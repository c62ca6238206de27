//! Automatic grid sampling
//!
//! Divides the card into a regular lattice and averages a small window at
//! the center of each cell, so that slight misalignment between the lattice
//! and the printed swatches does not bleed neighboring colors into a sample.
//!
//! ## Algorithm
//!
//! For an image of `width x height` and a grid of `rows x cols`:
//!
//! 1. `cell_width = width / cols`, `cell_height = height / rows`
//!    (integer division; remainder pixels at the right/bottom edges are
//!    never sampled)
//! 2. window half-width `s = min(cell_width, cell_height) / 4`
//! 3. per cell, row-major: center `(cx, cy)` by integer math, average the
//!    clipped window `[cx-s, cx+s) x [cy-s, cy+s)` per channel
//!
//! Cells too small to hold a window (under 4 px on a side, so `s`
//! truncates to 0) make the window empty; that fails the whole run rather
//! than emitting a partial or padded result.

use tracing::debug;

use crate::card::CardImage;
use crate::constants::grid::WINDOW_DIVISOR;
use crate::error::{ExtractionError, Result};
use crate::sampling::{RawSample, SamplePosition};

/// Samples one representative color per cell of a regular grid
///
/// Pure function of the image and the geometry; the sampler holds no
/// state between runs.
#[derive(Debug, Clone, Copy)]
pub struct GridSampler {
    rows: u32,
    cols: u32,
}

impl GridSampler {
    /// Create a sampler for a `rows x cols` lattice
    pub fn new(rows: u32, cols: u32) -> Self {
        Self { rows, cols }
    }

    /// Sample every cell of the grid, row-major
    ///
    /// # Arguments
    ///
    /// * `image` - Card image to sample
    ///
    /// # Returns
    ///
    /// Exactly `rows * cols` samples in row-major order
    ///
    /// # Errors
    ///
    /// Returns [`ExtractionError::InvalidGeometry`] when any cell's clipped
    /// window is empty: zero rows or columns, or cells narrower than the
    /// window divisor allows. The first offending cell is reported and no
    /// samples are returned.
    pub fn sample(&self, image: &CardImage) -> Result<Vec<RawSample>> {
        if self.rows == 0 || self.cols == 0 {
            return Err(ExtractionError::InvalidGeometry {
                row: 0,
                col: 0,
                cell_width: 0,
                cell_height: 0,
            });
        }

        let cell_width = image.width() / self.cols;
        let cell_height = image.height() / self.rows;
        let half = cell_width.min(cell_height) / WINDOW_DIVISOR;

        debug!(
            "Sampling {}x{} grid over {}x{} image ({}x{} px cells, window half-width {})",
            self.rows,
            self.cols,
            image.width(),
            image.height(),
            cell_width,
            cell_height,
            half
        );

        let mut samples = Vec::with_capacity(self.rows as usize * self.cols as usize);
        for row in 0..self.rows {
            for col in 0..self.cols {
                let cx = col * cell_width + cell_width / 2;
                let cy = row * cell_height + cell_height / 2;
                let x1 = cx.saturating_sub(half);
                let y1 = cy.saturating_sub(half);
                let x2 = (cx + half).min(image.width());
                let y2 = (cy + half).min(image.height());

                let mean = image.mean_rgb(x1, y1, x2, y2).ok_or(
                    ExtractionError::InvalidGeometry {
                        row,
                        col,
                        cell_width,
                        cell_height,
                    },
                )?;

                samples.push(RawSample {
                    position: SamplePosition::Cell { row, col },
                    red: mean[0],
                    green: mean[1],
                    blue: mean[2],
                });
            }
        }

        Ok(samples)
    }
}
//! Color conversion and normalization module
//!
//! This module turns raw per-channel RGB means into the representations
//! stored in the color database: hex codes and one-decimal CIELAB triples.

pub mod conversion;
pub mod normalize;

pub use conversion::{hex_code, DeviceLabTransform, SrgbLabTransform};
pub use normalize::{ColorNormalizer, NormalizedColor};
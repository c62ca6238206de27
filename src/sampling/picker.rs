//! Interactive point-and-click sampling
//!
//! The picker is an explicit state machine fed with [`PickerEvent`] values,
//! so the whole session logic runs and tests without a live window. The
//! display layer (see [`crate::display`]) owns the window and translates
//! real input into these events.
//!
//! A session starts `Active` and ends in one of two terminal states:
//! saved (the accumulated samples are the output, possibly zero of them)
//! or cancelled (no output at all). Events arriving after a terminal
//! state are ignored.
//!
//! Clicks always sample the pristine card image. Markers shown over
//! previous clicks live only in the display layer's presentation buffer
//! and can never bleed into a sample.

use tracing::{debug, info};

use crate::card::CardImage;
use crate::error::{ExtractionError, Result};
use crate::sampling::{RawSample, SamplePosition};

/// One unit of user input delivered to a [`PickerSession`]
#[derive(Debug, Clone, Copy, PartialEq, Eq)]
pub enum PickerEvent {
    /// Left click at image coordinates
    Click { x: u32, y: u32 },
    /// Finish the session and keep the accumulated samples
    Save,
    /// Finish the session and discard everything
    Cancel,
    /// Discard the accumulated samples, stay active
    Reset,
}

#[derive(Debug, Clone, Copy, PartialEq, Eq)]
enum SessionState {
    Active,
    Saved,
    Cancelled,
}

/// An in-progress manual sampling session over one card image
pub struct PickerSession<'a> {
    image: &'a CardImage,
    half_width: u32,
    samples: Vec<RawSample>,
    markers: Vec<(u32, u32)>,
    state: SessionState,
}

impl<'a> PickerSession<'a> {
    /// Start a session over `image`
    ///
    /// # Arguments
    ///
    /// * `image` - Card to sample; never mutated
    /// * `half_width` - Half-width of the square averaging window around
    ///   each click, in pixels
    pub fn new(image: &'a CardImage, half_width: u32) -> Self {
        Self {
            image,
            half_width,
            samples: Vec::new(),
            markers: Vec::new(),
            state: SessionState::Active,
        }
    }

    /// Feed one event into the session
    ///
    /// Clicks append a sample, `Reset` clears the accumulator, `Save` and
    /// `Cancel` finish the session. In a terminal state every event is a
    /// no-op.
    pub fn handle_event(&mut self, event: PickerEvent) {
        if self.state != SessionState::Active {
            debug!("Ignoring {:?} after session end", event);
            return;
        }
        match event {
            PickerEvent::Click { x, y } => self.record_click(x, y),
            PickerEvent::Save => {
                info!("Saving {} picked colors", self.samples.len());
                self.state = SessionState::Saved;
            }
            PickerEvent::Cancel => {
                info!("Picking cancelled, discarding {} colors", self.samples.len());
                self.state = SessionState::Cancelled;
            }
            PickerEvent::Reset => {
                info!("Reset, discarding {} colors", self.samples.len());
                self.samples.clear();
                self.markers.clear();
            }
        }
    }

    fn record_click(&mut self, x: u32, y: u32) {
        let x1 = x.saturating_sub(self.half_width);
        let y1 = y.saturating_sub(self.half_width);
        let x2 = x.saturating_add(self.half_width).min(self.image.width());
        let y2 = y.saturating_add(self.half_width).min(self.image.height());

        // A click outside the image has no window to average
        let Some(mean) = self.image.mean_rgb(x1, y1, x2, y2) else {
            debug!("Ignoring click at ({}, {}) outside the image", x, y);
            return;
        };

        info!(
            "Picked color {}: RGB({:.0}, {:.0}, {:.0})",
            self.samples.len() + 1,
            mean[0],
            mean[1],
            mean[2]
        );
        self.markers.push((x, y));
        self.samples.push(RawSample {
            position: SamplePosition::Point { x, y },
            red: mean[0],
            green: mean[1],
            blue: mean[2],
        });
    }

    /// Click positions to draw markers at, in click order
    pub fn markers(&self) -> &[(u32, u32)] {
        &self.markers
    }

    /// Number of samples accumulated so far
    pub fn sample_count(&self) -> usize {
        self.samples.len()
    }

    /// Whether the session reached a terminal state
    pub fn is_finished(&self) -> bool {
        self.state != SessionState::Active
    }

    /// Consume the session and return the saved samples
    ///
    /// # Errors
    ///
    /// Returns [`ExtractionError::PickerCancelled`] unless the session was
    /// saved. A session abandoned while still active saved nothing and is
    /// treated the same as a cancelled one. An empty saved session is a
    /// success with zero samples, not a cancellation.
    pub fn into_samples(self) -> Result<Vec<RawSample>> {
        match self.state {
            SessionState::Saved => Ok(self.samples),
            SessionState::Active | SessionState::Cancelled => {
                Err(ExtractionError::PickerCancelled)
            }
        }
    }
}

#[cfg(test)]
mod tests {
    use super::*;

    /// 20x20 card, left half red-ish, right half blue-ish
    fn split_card() -> CardImage {
        let mut data = Vec::with_capacity(20 * 20 * 3);
        for _y in 0..20 {
            for x in 0..20 {
                if x < 10 {
                    data.extend_from_slice(&[250, 10, 10]);
                } else {
                    data.extend_from_slice(&[10, 10, 250]);
                }
            }
        }
        CardImage::from_raw(data, 20, 20).unwrap()
    }

    #[test]
    fn test_clicks_accumulate_in_order() {
        let image = split_card();
        let mut session = PickerSession::new(&image, 2);

        session.handle_event(PickerEvent::Click { x: 5, y: 10 });
        session.handle_event(PickerEvent::Click { x: 15, y: 10 });
        session.handle_event(PickerEvent::Save);

        let samples = session.into_samples().unwrap();
        assert_eq!(samples.len(), 2);
        assert_eq!(samples[0].channels(), [250.0, 10.0, 10.0]);
        assert_eq!(samples[1].channels(), [10.0, 10.0, 250.0]);
        assert_eq!(samples[0].position, SamplePosition::Point { x: 5, y: 10 });
    }

    #[test]
    fn test_corner_click_clips_window() {
        let image = CardImage::filled(10, 10, [33, 66, 99]);
        let mut session = PickerSession::new(&image, 10);

        session.handle_event(PickerEvent::Click { x: 0, y: 0 });
        session.handle_event(PickerEvent::Save);

        let samples = session.into_samples().unwrap();
        assert_eq!(samples.len(), 1);
        assert_eq!(samples[0].channels(), [33.0, 66.0, 99.0]);
    }

    #[test]
    fn test_save_without_clicks_is_empty_success() {
        let image = split_card();
        let mut session = PickerSession::new(&image, 10);
        session.handle_event(PickerEvent::Save);

        let samples = session.into_samples().unwrap();
        assert!(samples.is_empty());
    }

    #[test]
    fn test_cancel_discards_clicks() {
        let image = split_card();
        let mut session = PickerSession::new(&image, 2);
        session.handle_event(PickerEvent::Click { x: 5, y: 5 });
        session.handle_event(PickerEvent::Cancel);

        assert!(matches!(
            session.into_samples(),
            Err(ExtractionError::PickerCancelled)
        ));
    }

    #[test]
    fn test_reset_then_click_keeps_only_later_clicks() {
        let image = split_card();
        let mut session = PickerSession::new(&image, 2);

        session.handle_event(PickerEvent::Click { x: 5, y: 5 });
        session.handle_event(PickerEvent::Click { x: 15, y: 5 });
        session.handle_event(PickerEvent::Reset);
        assert_eq!(session.sample_count(), 0);
        assert!(session.markers().is_empty());

        session.handle_event(PickerEvent::Click { x: 15, y: 15 });
        session.handle_event(PickerEvent::Save);

        let samples = session.into_samples().unwrap();
        assert_eq!(samples.len(), 1);
        assert_eq!(samples[0].channels(), [10.0, 10.0, 250.0]);
    }

    #[test]
    fn test_terminal_states_ignore_events() {
        let image = split_card();

        let mut saved = PickerSession::new(&image, 2);
        saved.handle_event(PickerEvent::Click { x: 5, y: 5 });
        saved.handle_event(PickerEvent::Save);
        saved.handle_event(PickerEvent::Click { x: 15, y: 5 });
        saved.handle_event(PickerEvent::Cancel);
        assert_eq!(saved.into_samples().unwrap().len(), 1);

        let mut cancelled = PickerSession::new(&image, 2);
        cancelled.handle_event(PickerEvent::Cancel);
        cancelled.handle_event(PickerEvent::Save);
        assert!(cancelled.into_samples().is_err());
    }

    #[test]
    fn test_unfinished_session_saves_nothing() {
        let image = split_card();
        let mut session = PickerSession::new(&image, 2);
        session.handle_event(PickerEvent::Click { x: 5, y: 5 });

        assert!(!session.is_finished());
        assert!(matches!(
            session.into_samples(),
            Err(ExtractionError::PickerCancelled)
        ));
    }

    #[test]
    fn test_out_of_bounds_click_is_ignored() {
        let image = split_card();
        let mut session = PickerSession::new(&image, 2);
        session.handle_event(PickerEvent::Click { x: 500, y: 5 });
        assert_eq!(session.sample_count(), 0);
        assert!(!session.is_finished());
    }

    #[test]
    fn test_repeated_clicks_make_repeated_samples() {
        let image = split_card();
        let mut session = PickerSession::new(&image, 2);
        session.handle_event(PickerEvent::Click { x: 5, y: 5 });
        session.handle_event(PickerEvent::Click { x: 5, y: 5 });
        session.handle_event(PickerEvent::Save);

        let samples = session.into_samples().unwrap();
        assert_eq!(samples.len(), 2);
        assert_eq!(samples[0], samples[1]);
    }

    #[test]
    fn test_markers_track_click_positions() {
        let image = split_card();
        let mut session = PickerSession::new(&image, 2);
        session.handle_event(PickerEvent::Click { x: 5, y: 5 });
        session.handle_event(PickerEvent::Click { x: 15, y: 10 });

        assert_eq!(session.markers(), &[(5, 5), (15, 10)]);
    }
}
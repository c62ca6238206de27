//! Color acquisition from a card image
//!
//! Two samplers produce the same output type from different inputs:
//!
//! - [`grid::GridSampler`] walks a regular lattice over the card
//! - [`picker::PickerSession`] accumulates user clicks one event at a time
//!
//! Both emit ordered [`RawSample`] sequences; everything downstream
//! (normalization, database assembly) is sampler-agnostic.

pub mod grid;
pub mod picker;

pub use grid::GridSampler;
pub use picker::{PickerEvent, PickerSession};

/// Where a sample was taken from
#[derive(Debug, Clone, Copy, PartialEq, Eq)]
pub enum SamplePosition {
    /// Grid cell, row-major
    Cell { row: u32, col: u32 },
    /// Clicked pixel
    Point { x: u32, y: u32 },
}

/// One representative color: real-valued per-channel means over a window
///
/// Identity is sequence order; positions are carried for logging and
/// never influence downstream processing.
#[derive(Debug, Clone, PartialEq)]
pub struct RawSample {
    /// Cell or click the window was centered on
    pub position: SamplePosition,
    /// Mean red in [0, 255]
    pub red: f64,
    /// Mean green in [0, 255]
    pub green: f64,
    /// Mean blue in [0, 255]
    pub blue: f64,
}

impl RawSample {
    /// Channel means as an array, in RGB order
    pub fn channels(&self) -> [f64; 3] {
        [self.red, self.green, self.blue]
    }
}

*****

TASK BRIEF: Could you print, exactly and with nothing else, the lines from the one containing "event at a time" through the last line of the records above?

EXERCISE OUTPUT:
//! - [`picker::PickerSession`] accumulates user clicks one event at a time
//!
//! Both emit ordered [`RawSample`] sequences; everything downstream
//! (normalization, database assembly) is sampler-agnostic.

pub mod grid;
pub mod picker;

pub use grid::GridSampler;
pub use picker::{PickerEvent, PickerSession};

/// Where a sample was taken from
#[derive(Debug, Clone, Copy, PartialEq, Eq)]
pub enum SamplePosition {
    /// Grid cell, row-major
    Cell { row: u32, col: u32 },
    /// Clicked pixel
    Point { x: u32, y: u32 },
}

/// One representative color: real-valued per-channel means over a window
///
/// Identity is sequence order; positions are carried for logging and
/// never influence downstream processing.
#[derive(Debug, Clone, PartialEq)]
pub struct RawSample {
    /// Cell or click the window was centered on
    pub position: SamplePosition,
    /// Mean red in [0, 255]
    pub red: f64,
    /// Mean green in [0, 255]
    pub green: f64,
    /// Mean blue in [0, 255]
    pub blue: f64,
}

impl RawSample {
    /// Channel means as an array, in RGB order
    pub fn channels(&self) -> [f64; 3] {
        [self.red, self.green, self.blue]
    }
}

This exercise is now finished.